Patient preferences in controlling access to their electronic health records: a prospective cohort study in primary care.

INTRODUCTION: Previous studies have measured individuals' willingness to share personal information stored in electronic health records (EHRs) with health care providers, but none has measured preferences among patients when they are allowed to determine the parameters of provider access. METHODS: Patients were given the ability to control access by doctors, nurses, and other staff in a primary care clinic to personal information stored in an EHR. Patients could restrict access to all personal data or to specific types of sensitive information, and could restrict access for a specific time period. Patients also completed a survey regarding their understanding of and opinions regarding the process. RESULTS: Of 139 eligible patients who were approached, 105 (75.5 %) were enrolled, and preferences were collected from all 105 (100 %). Sixty patients (57 %) did not restrict access for any providers. Of the 45 patients (43 %) who chose to limit the access of at least one provider, 36 restricted access only to all personal information in the EHR, while nine restricted access of some providers to a subset of the their personal information. Thirty-four (32.3 %) patients blocked access to all personal information by all doctors, nurses, and/or other staff, 26 (24.8 %) blocked access by all doctors and/or nurses, and five (4.8 %) denied access to all doctors, nurses, and staff. CONCLUSIONS: A significant minority of patients chose to restrict access by their primary care providers to personal information contained in an EHR, and few chose to restrict access to specific types of information. More research is needed to identify patient goals and understanding of the implications when facing decisions of this sort, and to identify the impact of patient education regarding information contained in EHRs and their use in the clinical care setting.
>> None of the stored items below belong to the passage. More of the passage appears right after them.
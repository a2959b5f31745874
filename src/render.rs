//! Plain-text rendering for the terminal front end

use crate::runtime::CallUpdate;
use crate::session::{CallSession, Turn};
use std::fmt::Write;

pub fn short_duration(secs: u64) -> String {
    format!("{}m {}s", secs / 60, secs % 60)
}

pub fn transcript_line(turn: &Turn) -> String {
    format!(
        "[{}] {}: {}",
        turn.timestamp.format("%H:%M:%S"),
        turn.speaker,
        turn.message
    )
}

/// Line to print for a live update, if any
pub fn update_line(update: &CallUpdate) -> Option<String> {
    match update {
        CallUpdate::Turn { turn } => Some(transcript_line(turn)),
        CallUpdate::Status {
            status,
            transfer_reason,
        } => Some(match transfer_reason {
            Some(reason) => format!("-- status: {} ({reason})", status.as_str().to_uppercase()),
            None => format!("-- status: {}", status.as_str().to_uppercase()),
        }),
        CallUpdate::Silence { elapsed, threshold } => {
            Some(format!("-- silence: {elapsed}s / {threshold}s"))
        }
        CallUpdate::Summary { .. } => None,
        CallUpdate::Error { message } => Some(format!("!! {message}")),
    }
}

/// Full post-call card: details, talking points, summary and transcript
pub fn call_card(session: &CallSession) -> String {
    let mut out = String::new();
    let _ = writeln!(out, "Phone Number: {}", session.config.phone_number);
    let _ = writeln!(out, "Duration:     {}", short_duration(session.duration_secs()));
    let _ = writeln!(out, "Status:       {}", session.status);
    let _ = writeln!(out, "Exchanges:    {}", session.turns.len());
    if let Some(reason) = session.transfer_reason {
        let _ = writeln!(out, "Transferred:  {reason}");
    }
    let _ = writeln!(out, "\nPurpose\n  {}", session.config.purpose);

    let _ = writeln!(out, "\nTalking Points");
    for point in &session.config.talking_points {
        let _ = writeln!(out, "  - {point}");
    }

    if let Some(script) = &session.config.script {
        let _ = writeln!(out, "\nScript\n  {script}");
    }

    if let Some(summary) = &session.summary {
        let _ = writeln!(out, "\nAI Summary");
        for line in summary.lines() {
            let _ = writeln!(out, "  {line}");
        }
    }

    let _ = writeln!(out, "\nFull Transcript");
    for turn in &session.turns {
        let _ = writeln!(out, "  {}", transcript_line(turn));
    }
    out
}

/// One line per finished call
pub fn history_line(session: &CallSession) -> String {
    let started = session.start_time.map_or_else(
        || "N/A".to_string(),
        |t| t.format("%Y-%m-%d %H:%M:%S").to_string(),
    );
    let mut line = format!(
        "{}  [{}]  {}  Duration: {}",
        session.config.phone_number,
        session.status,
        started,
        short_duration(session.duration_secs())
    );
    if !session.turns.is_empty() {
        let _ = write!(line, "  {} exchanges", session.turns.len());
    }
    line
}
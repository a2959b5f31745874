//! NovaCall - scripted outbound-call assistant
//!
//! Runs one simulated call in the terminal: the operator types the
//! caller's side, the assistant answers from the configured talking
//! points and hands off to Manohar when it should.

mod config;
mod engine;
mod render;
mod runtime;
mod session;
mod state_machine;
mod store;

use config::{
    load_call_config, parse_talking_points, AppConfig, CallConfig, CallConfigInput,
    HandoffConditions, DEFAULT_SILENCE_THRESHOLD_SECS,
};
use runtime::{CallUpdate, SessionManager, SessionStore};
use std::io::Write;
use store::InMemorySessionStore;
use tokio::io::{AsyncBufRead, AsyncBufReadExt, BufReader, Lines};
use tokio::sync::broadcast::error::RecvError;
use tokio_util::sync::CancellationToken;
use tracing_subscriber::{layer::SubscriberExt, util::SubscriberInitExt};

type BoxError = Box<dyn std::error::Error>;

#[tokio::main]
async fn main() -> Result<(), BoxError> {
    // Logs go to stderr so the transcript on stdout stays readable
    tracing_subscriber::registry()
        .with(
            tracing_subscriber::EnvFilter::try_from_default_env()
                .unwrap_or_else(|_| "novacall=info".into()),
        )
        .with(
            tracing_subscriber::fmt::layer()
                .json()
                .with_current_span(false)
                .with_span_list(false)
                .with_writer(std::io::stderr),
        )
        .init();

    let app = AppConfig::from_env(std::env::args().skip(1));
    let mut lines = BufReader::new(tokio::io::stdin()).lines();

    let config = if let Some(path) = &app.call_config_path {
        tracing::info!(path = %path.display(), "Loading call configuration");
        load_call_config(path)?
    } else {
        prompt_call_config(&mut lines).await?
    };

    let manager = SessionManager::new(InMemorySessionStore::new(), app.tick_period);
    let handle = manager.create_call(config.clone()).await?;
    let mut updates = handle.subscribe();
    let call_over = CancellationToken::new();

    let printer = {
        let call_over = call_over.clone();
        tokio::spawn(async move {
            loop {
                match updates.recv().await {
                    Ok(update) => {
                        if let Some(line) = render::update_line(&update) {
                            println!("{line}");
                        }
                        if let CallUpdate::Status { status, .. } = update {
                            if status.is_final() {
                                break;
                            }
                        }
                    }
                    Err(RecvError::Lagged(skipped)) => {
                        tracing::warn!(skipped, "Transcript output fell behind");
                    }
                    Err(RecvError::Closed) => break,
                }
            }
            call_over.cancel();
        })
    };

    print_banner(&config);
    handle.start().await?;

    loop {
        tokio::select! {
            () = call_over.cancelled() => break,
            line = lines.next_line() => {
                let Some(line) = line? else {
                    handle.fail("Operator input closed").await?;
                    call_over.cancelled().await;
                    break;
                };
                match line.trim() {
                    "/end" => handle.end().await?,
                    "/transfer" => handle.transfer().await?,
                    "/quit" => handle.fail("Call abandoned by operator").await?,
                    _ => handle.say(line.as_str()).await?,
                }
            }
        }
    }

    printer.await?;

    let session = manager.store().get_session(&handle.session_id).await?;
    println!("\n{}", render::call_card(&session));

    let history = manager.history().await?;
    if !history.is_empty() {
        println!("Call History");
        for past in &history {
            println!("  {}", render::history_line(past));
        }
    }

    Ok(())
}

fn print_banner(config: &CallConfig) {
    println!("Calling: {}", config.phone_number);
    println!("Purpose: {}", config.purpose);
    println!(
        "Hand-off: caller asks for Manohar, {}s of silence, or 2 unanswerable questions",
        config.silence_threshold_secs()
    );
    println!("Type the caller's replies. Commands: /transfer, /end, /quit\n");
}

async fn prompt<R: AsyncBufRead + Unpin>(
    lines: &mut Lines<R>,
    question: &str,
) -> Result<String, BoxError> {
    print!("{question}");
    std::io::stdout().flush()?;
    Ok(lines.next_line().await?.unwrap_or_default())
}

/// Collect a call configuration interactively, the way the setup form does
async fn prompt_call_config<R: AsyncBufRead + Unpin>(
    lines: &mut Lines<R>,
) -> Result<CallConfig, BoxError> {
    println!("Configure NovaCall");
    let phone_number = prompt(lines, "Phone number: ").await?;
    let purpose = prompt(lines, "Call purpose: ").await?;

    println!("Talking points (one per line, blank line to finish):");
    let mut points = String::new();
    while let Some(line) = lines.next_line().await? {
        if line.trim().is_empty() {
            break;
        }
        points.push_str(&line);
        points.push('\n');
    }

    let script = prompt(lines, "Optional script: ").await?;

    let threshold = prompt(
        lines,
        &format!("Silence threshold in seconds [{DEFAULT_SILENCE_THRESHOLD_SECS}]: "),
    )
    .await?;
    let silence_threshold = if threshold.trim().is_empty() {
        DEFAULT_SILENCE_THRESHOLD_SECS
    } else {
        threshold.trim().parse()?
    };

    let consent = prompt(lines, "Inform caller about recording? [y/N]: ").await?;

    let input = CallConfigInput {
        id: None,
        phone_number,
        purpose,
        talking_points: parse_talking_points(&points),
        script: Some(script),
        handoff_conditions: HandoffConditions {
            silence_threshold,
            ..HandoffConditions::default()
        },
        recording_consent: consent.trim().eq_ignore_ascii_case("y")
            || consent.trim().eq_ignore_ascii_case("yes"),
    };
    Ok(input.into_config()?)
}
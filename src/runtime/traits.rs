//! Trait abstractions for runtime I/O
//!
//! The runtime only talks to storage through `SessionStore`, so tests can
//! swap in a failing or recording implementation.

use crate::session::{CallSession, SessionUpdate, Speaker, Turn};
use crate::store::StoreResult;
use async_trait::async_trait;
use std::sync::Arc;

/// Repository for call sessions, keyed by session id
#[async_trait]
pub trait SessionStore: Send + Sync {
    /// Add a new session. Fails if the id is taken.
    async fn insert_session(&self, session: CallSession) -> StoreResult<()>;

    async fn get_session(&self, id: &str) -> StoreResult<CallSession>;

    /// All sessions in creation order
    async fn list_sessions(&self) -> StoreResult<Vec<CallSession>>;

    /// Append a transcript turn stamped with the current time
    async fn append_turn(
        &self,
        session_id: &str,
        speaker: Speaker,
        message: &str,
    ) -> StoreResult<Turn>;

    /// Apply a partial update and return the updated record
    async fn update_session(&self, id: &str, update: SessionUpdate) -> StoreResult<CallSession>;
}

// ============================================================================
// Arc implementation for trait objects
// ============================================================================

#[async_trait]
impl<T: SessionStore + ?Sized> SessionStore for Arc<T> {
    async fn insert_session(&self, session: CallSession) -> StoreResult<()> {
        (**self).insert_session(session).await
    }

    async fn get_session(&self, id: &str) -> StoreResult<CallSession> {
        (**self).get_session(id).await
    }

    async fn list_sessions(&self) -> StoreResult<Vec<CallSession>> {
        (**self).list_sessions().await
    }

    async fn append_turn(
        &self,
        session_id: &str,
        speaker: Speaker,
        message: &str,
    ) -> StoreResult<Turn> {
        (**self).append_turn(session_id, speaker, message).await
    }

    async fn update_session(&self, id: &str, update: SessionUpdate) -> StoreResult<CallSession> {
        (**self).update_session(id, update).await
    }
}
//! Runtime for executing calls
//!
//! Each call gets its own task that owns the conversation engine and
//! serializes every event through the state machine.

mod executor;
pub mod traits;

#[cfg(test)]
pub mod testing;

pub use executor::CallRuntime;
pub use traits::*;

use crate::config::CallConfig;
use crate::engine::{ConversationEngine, TransferReason};
use crate::session::{CallSession, CallStatus, Turn};
use crate::state_machine::{CallContext, Event, TransitionError};
use crate::store::{finished_calls, StoreError};
use std::time::Duration;
use thiserror::Error;
use tokio::sync::{broadcast, mpsc};

#[derive(Debug, Error)]
pub enum CallError {
    #[error(transparent)]
    Transition(#[from] TransitionError),
    #[error(transparent)]
    Store(#[from] StoreError),
    #[error("Call runtime has stopped")]
    RuntimeStopped,
}

/// Updates pushed to whoever is rendering the call
#[derive(Debug, Clone)]
pub enum CallUpdate {
    Turn {
        turn: Turn,
    },
    Status {
        status: CallStatus,
        transfer_reason: Option<TransferReason>,
    },
    Silence {
        elapsed: u32,
        threshold: u32,
    },
    Summary {
        summary: String,
    },
    Error {
        message: String,
    },
}

/// Creates calls and spawns their runtimes
pub struct SessionManager<S>
where
    S: SessionStore + Clone + 'static,
{
    store: S,
    tick_period: Option<Duration>,
}

impl<S> SessionManager<S>
where
    S: SessionStore + Clone + 'static,
{
    pub fn new(store: S, tick_period: Option<Duration>) -> Self {
        Self { store, tick_period }
    }

    pub fn store(&self) -> &S {
        &self.store
    }

    /// Create a pending call with a fresh engine and start its runtime
    pub async fn create_call(&self, config: CallConfig) -> Result<CallHandle, CallError> {
        self.create_call_with_engine(ConversationEngine::new(config))
            .await
    }

    pub async fn create_call_with_engine(
        &self,
        engine: ConversationEngine,
    ) -> Result<CallHandle, CallError> {
        let session = CallSession::new(engine.config().clone());
        let session_id = session.id.clone();
        let context = CallContext::new(&session_id, session.config.silence_threshold_secs());
        self.store.insert_session(session).await?;

        let (event_tx, event_rx) = mpsc::channel(32);
        let (broadcast_tx, _) = broadcast::channel(128);

        let runtime = CallRuntime::new(
            context,
            engine,
            self.store.clone(),
            event_rx,
            broadcast_tx.clone(),
        )
        .with_silence_timer(self.tick_period);

        tokio::spawn(runtime.run());
        tracing::info!(session_id = %session_id, "Call created");

        Ok(CallHandle {
            session_id,
            event_tx,
            broadcast_tx,
        })
    }

    /// Completed and transferred calls, oldest first
    pub async fn history(&self) -> Result<Vec<CallSession>, CallError> {
        let sessions = self.store.list_sessions().await?;
        Ok(finished_calls(&sessions).into_iter().cloned().collect())
    }
}

/// Handle to interact with a running call
#[derive(Clone)]
pub struct CallHandle {
    pub session_id: String,
    event_tx: mpsc::Sender<Event>,
    broadcast_tx: broadcast::Sender<CallUpdate>,
}

impl CallHandle {
    pub fn subscribe(&self) -> broadcast::Receiver<CallUpdate> {
        self.broadcast_tx.subscribe()
    }

    pub async fn send(&self, event: Event) -> Result<(), CallError> {
        self.event_tx
            .send(event)
            .await
            .map_err(|_| CallError::RuntimeStopped)
    }

    pub async fn start(&self) -> Result<(), CallError> {
        self.send(Event::StartCall).await
    }

    pub async fn say(&self, text: impl Into<String>) -> Result<(), CallError> {
        self.send(Event::CallerUtterance { text: text.into() }).await
    }

    pub async fn transfer(&self) -> Result<(), CallError> {
        self.send(Event::TransferRequested).await
    }

    pub async fn end(&self) -> Result<(), CallError> {
        self.send(Event::EndCall).await
    }

    pub async fn fail(&self, message: impl Into<String>) -> Result<(), CallError> {
        self.send(Event::Fail {
            message: message.into(),
        })
        .await
    }
}
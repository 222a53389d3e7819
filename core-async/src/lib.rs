//! Runtime abstraction layer for the Furka playback core.
//!
//! Every `core-*` and `bridge-*` crate spawns tasks, sleeps, ticks and
//! synchronises through this crate instead of naming tokio directly. Keeping
//! the executor behind one seam means a host that embeds the core (an Android
//! service, a desktop shell, a test harness) only has to agree with this crate
//! about which runtime is driving the futures.
//!
//! # Modules
//!
//! - `task`: task spawning
//! - `time`: sleep, intervals, timeouts, instants
//! - `sync`: channels, locks and cancellation
//! - `runtime`: blocking entry points used by the attribute macros
//!
//! # Examples
//!
//! ```rust
//! use core_async::task;
//! use core_async::time::{sleep, Duration};
//!
//! async fn example() {
//!     let handle = task::spawn(async {
//!         sleep(Duration::from_millis(5)).await;
//!         42
//!     });
//!     assert_eq!(handle.await.unwrap(), 42);
//! }
//! ```

// Async entry-point/test macros so downstream crates never need tokio's.
pub use core_async_macros::{main, test};

pub mod runtime;
pub mod sync;
pub mod task;
pub mod time;

pub use futures::future;
pub use task::spawn;
pub use time::{sleep, Duration, Instant};

/// Waits on multiple branches, running the first one that completes.
///
/// Re-exported from tokio so that crates driving select loops (session
/// loops, poll loops) keep depending on `core-async` only.
pub use tokio::select;
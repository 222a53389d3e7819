//! # Core Configuration Module
//!
//! `CoreConfig` holds the platform capabilities and settings the playback
//! core needs. It is assembled with [`CoreConfigBuilder`], which refuses to
//! produce a config when a required capability is missing.
//!
//! ## Required Capabilities
//!
//! - `SessionBridge` - how coordinators reach the playback engine
//!
//! ## Optional Capabilities
//!
//! - `LoggerSink` - mirrors core logs into the host pipeline
//!
//! ## Usage
//!
//! ```ignore
//! use core_runtime::config::CoreConfig;
//! use bridge_traits::EngineLocator;
//! use std::sync::Arc;
//!
//! let config = CoreConfig::builder()
//!     .session_bridge(Arc::new(MyMediaControllerBridge::new()))
//!     .engine_locator(EngineLocator::new("com.example.player/PlaybackService"))
//!     .event_buffer_size(64)
//!     .build()?;
//! ```
//!
//! Leaving out the bridge yields an actionable error:
//!
//! ```ignore
//! let err = CoreConfig::builder().build().unwrap_err();
//! // Capability missing: SessionBridge - ...
//! ```

use crate::error::{Error, Result};
use crate::events::DEFAULT_EVENT_BUFFER_SIZE;
use bridge_traits::{EngineLocator, LoggerSink, SessionBridge};
use std::sync::Arc;

/// Largest event buffer accepted. Anything above this is a configuration
/// mistake rather than a real need.
pub const MAX_EVENT_BUFFER_SIZE: usize = 10_000;

/// Core configuration for the playback core.
#[derive(Clone)]
pub struct CoreConfig {
    /// Bridge used by every coordinator to connect to the engine (required)
    pub session_bridge: Arc<dyn SessionBridge>,

    /// Which engine service coordinators connect to
    pub engine_locator: EngineLocator,

    /// Capacity of the event bus channel
    pub event_buffer_size: usize,

    /// Host log sink (optional)
    pub logger_sink: Option<Arc<dyn LoggerSink>>,
}

impl std::fmt::Debug for CoreConfig {
    fn fmt(&self, f: &mut std::fmt::Formatter<'_>) -> std::fmt::Result {
        f.debug_struct("CoreConfig")
            .field("session_bridge", &"SessionBridge { ... }")
            .field("engine_locator", &self.engine_locator)
            .field("event_buffer_size", &self.event_buffer_size)
            .field(
                "logger_sink",
                &self.logger_sink.as_ref().map(|_| "LoggerSink { ... }"),
            )
            .finish()
    }
}

impl CoreConfig {
    pub fn builder() -> CoreConfigBuilder {
        CoreConfigBuilder::default()
    }

    /// Checks:
    /// - the engine locator is not blank
    /// - the event buffer size is within `1..=MAX_EVENT_BUFFER_SIZE`
    pub fn validate(&self) -> Result<()> {
        if self.engine_locator.as_str().trim().is_empty() {
            return Err(Error::Config("Engine locator cannot be empty".to_string()));
        }

        if self.event_buffer_size == 0 {
            return Err(Error::Config(
                "Event buffer size must be greater than 0".to_string(),
            ));
        }

        if self.event_buffer_size > MAX_EVENT_BUFFER_SIZE {
            return Err(Error::Config(format!(
                "Event buffer size exceeds maximum of {}",
                MAX_EVENT_BUFFER_SIZE
            )));
        }

        Ok(())
    }
}

fn session_bridge_missing_error() -> Error {
    Error::CapabilityMissing {
        capability: "SessionBridge".to_string(),
        message: "A SessionBridge implementation is required to reach the playback engine. \
                  Android: wrap MediaController.Builder over the app's MediaSessionService. \
                  Desktop and tests: use bridge_desktop::EngineHost::bridge()."
            .to_string(),
    }
}

/// Builder for [`CoreConfig`].
#[derive(Default)]
pub struct CoreConfigBuilder {
    session_bridge: Option<Arc<dyn SessionBridge>>,
    engine_locator: Option<EngineLocator>,
    event_buffer_size: Option<usize>,
    logger_sink: Option<Arc<dyn LoggerSink>>,
}

impl CoreConfigBuilder {
    pub fn session_bridge(mut self, bridge: Arc<dyn SessionBridge>) -> Self {
        self.session_bridge = Some(bridge);
        self
    }

    /// Defaults to [`EngineLocator::default_service`].
    pub fn engine_locator(mut self, locator: EngineLocator) -> Self {
        self.engine_locator = Some(locator);
        self
    }

    /// Defaults to [`DEFAULT_EVENT_BUFFER_SIZE`].
    pub fn event_buffer_size(mut self, size: usize) -> Self {
        self.event_buffer_size = Some(size);
        self
    }

    pub fn logger_sink(mut self, sink: Arc<dyn LoggerSink>) -> Self {
        self.logger_sink = Some(sink);
        self
    }

    /// Fails with [`Error::CapabilityMissing`] when no bridge was supplied and
    /// with [`Error::Config`] when validation fails.
    pub fn build(self) -> Result<CoreConfig> {
        let session_bridge = self
            .session_bridge
            .ok_or_else(session_bridge_missing_error)?;

        let config = CoreConfig {
            session_bridge,
            engine_locator: self.engine_locator.unwrap_or_default(),
            event_buffer_size: self.event_buffer_size.unwrap_or(DEFAULT_EVENT_BUFFER_SIZE),
            logger_sink: self.logger_sink,
        };

        config.validate()?;
        Ok(config)
    }
}

#[cfg(test)]
mod tests {
    use super::*;
    use bridge_desktop::EngineHost;
    use bridge_traits::ConsoleLogger;

    fn bridge() -> Arc<dyn SessionBridge> {
        Arc::new(Arc::new(EngineHost::new()).bridge())
    }

    #[test]
    fn test_builder_requires_session_bridge() {
        let err = CoreConfig::builder().build().unwrap_err();
        match err {
            Error::CapabilityMissing { capability, message } => {
                assert_eq!(capability, "SessionBridge");
                assert!(message.contains("EngineHost"));
            }
            other => panic!("unexpected error: {other:?}"),
        }
    }

    #[test]
    fn test_builder_defaults() {
        let config = CoreConfig::builder().session_bridge(bridge()).build().unwrap();
        assert_eq!(config.engine_locator, EngineLocator::default_service());
        assert_eq!(config.event_buffer_size, DEFAULT_EVENT_BUFFER_SIZE);
        assert!(config.logger_sink.is_none());
    }

    #[test]
    fn test_builder_with_all_fields() {
        let config = CoreConfig::builder()
            .session_bridge(bridge())
            .engine_locator(EngineLocator::new("com.example/PlaybackService"))
            .event_buffer_size(16)
            .logger_sink(Arc::new(ConsoleLogger::default()))
            .build()
            .unwrap();

        assert_eq!(config.engine_locator.as_str(), "com.example/PlaybackService");
        assert_eq!(config.event_buffer_size, 16);
        assert!(config.logger_sink.is_some());
    }

    #[test]
    fn test_validate_rejects_zero_buffer() {
        let err = CoreConfig::builder()
            .session_bridge(bridge())
            .event_buffer_size(0)
            .build()
            .unwrap_err();
        assert!(matches!(err, Error::Config(_)));
    }

    #[test]
    fn test_validate_rejects_excessive_buffer() {
        let err = CoreConfig::builder()
            .session_bridge(bridge())
            .event_buffer_size(MAX_EVENT_BUFFER_SIZE + 1)
            .build()
            .unwrap_err();
        assert!(matches!(err, Error::Config(_)));
    }

    #[test]
    fn test_validate_rejects_blank_locator() {
        let err = CoreConfig::builder()
            .session_bridge(bridge())
            .engine_locator(EngineLocator::new("  "))
            .build()
            .unwrap_err();
        assert!(err.to_string().contains("Engine locator"));
    }

    #[test]
    fn test_config_debug_hides_bridges() {
        let config = CoreConfig::builder().session_bridge(bridge()).build().unwrap();
        let debug = format!("{config:?}");
        assert!(debug.contains("SessionBridge { ... }"));
        assert!(debug.contains("furka.playback"));
    }
}
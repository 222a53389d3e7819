use thiserror::Error;

#[derive(Error, Debug, Clone, PartialEq, Eq)]
pub enum LibraryError {
    #[error("Entity not found: {entity_type} with id {id}")]
    NotFound { entity_type: String, id: String },

    #[error("Invalid input: {field} - {message}")]
    InvalidInput { field: String, message: String },

    #[error("Duplicate track id: {0}")]
    DuplicateTrack(String),
}

pub type Result<T> = std::result::Result<T, LibraryError>;
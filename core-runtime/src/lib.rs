//! # Core Runtime Module
//!
//! Foundational infrastructure shared by the playback core:
//! - Logging and tracing setup
//! - Configuration with fail-fast capability checks
//! - Event bus for decoupled notifications

pub mod config;
pub mod error;
pub mod events;
pub mod logging;

pub use config::{CoreConfig, CoreConfigBuilder};
pub use error::{Error, Result};
pub use events::{CoreEvent, EventBus, EventStream, LibraryEvent, PlaybackEvent};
Provider responses to patients controlling access to their electronic health records: a prospective cohort study in primary care.

INTRODUCTION: Applying Fair Information Practice principles to electronic health records (EHRs) requires allowing patient control over who views their data. METHODS: We designed a program that captures patients' preferences for provider access to an urban health system's EHR. Patients could allow or restrict providers' access to all data (diagnoses, medications, test results, reports, etc.) or only highly sensitive data (sexually transmitted infections, HIV/AIDS, drugs/alcohol, mental or reproductive health). Except for information in free-text reports, we redacted EHR data shown to providers according to patients' preferences. Providers could "break the glass" to display redacted information. We prospectively studied this system in one primary care clinic, noting redactions and when users "broke the glass," and surveyed providers about their experiences and opinions. RESULTS: Eight of nine eligible clinic physicians and all 23 clinic staff participated. All 105 patients who enrolled completed the preference program. Providers did not know which of their patients were enrolled, nor their preferences for accessing their EHRs. During the 6-month prospective study, 92 study patients (88 %) returned 261 times, during which providers viewed their EHRs 126 times (48 %). Providers "broke the glass" 102 times, 92 times for patients not in the study and ten times for six returning study patients, all of whom had restricted EHR access. Providers "broke the glass" for six (14 %) of 43 returning study patients with redacted data vs. zero among 49 study patients without redactions (p = 0.01). Although 54 % of providers agreed that patients should have control over who sees their EHR information, 58 % believed restricting EHR access could harm provider-patient relationships and 71 % felt quality of care would suffer. CONCLUSIONS: Patients frequently preferred restricting provider access to their EHRs. Providers infrequently overrode patients' preferences to view hidden data. Providers believed that restricting EHR access would adversely impact patient care. Applying Fair Information Practice principles to EHRs will require balancing patient preferences, providers' needs, and health care quality.

Giving patients granular control of personal health information: using an ethics 'Points to Consider' to inform informatics system designers.

OBJECTIVE: There are benefits and risks of giving patients more granular control of their personal health information in electronic health record (EHR) systems. When designing EHR systems and policies, informaticists and system developers must balance these benefits and risks. Ethical considerations should be an explicit part of this balancing. Our objective was to develop a structured ethics framework to accomplish this. METHODS: We reviewed existing literature on the ethical and policy issues, developed an ethics framework called a "Points to Consider" (P2C) document, and convened a national expert panel to review and critique the P2C. RESULTS: We developed the P2C to aid informaticists designing an advanced query tool for an electronic health record (EHR) system in Indianapolis. The P2C consists of six questions ("Points") that frame important ethical issues, apply accepted principles of bioethics and Fair Information Practices, comment on how questions might be answered, and address implications for patient care. DISCUSSION: The P2C is intended to clarify what is at stake when designers try to accommodate potentially competing ethical commitments and logistical realities. The P2C was developed to guide informaticists who were designing a query tool in an existing EHR that would permit patient granular control. While consideration of ethical issues is coming to the forefront of medical informatics design and development practices, more reflection is needed to facilitate optimal collaboration between designers and ethicists. This report contributes to that discussion.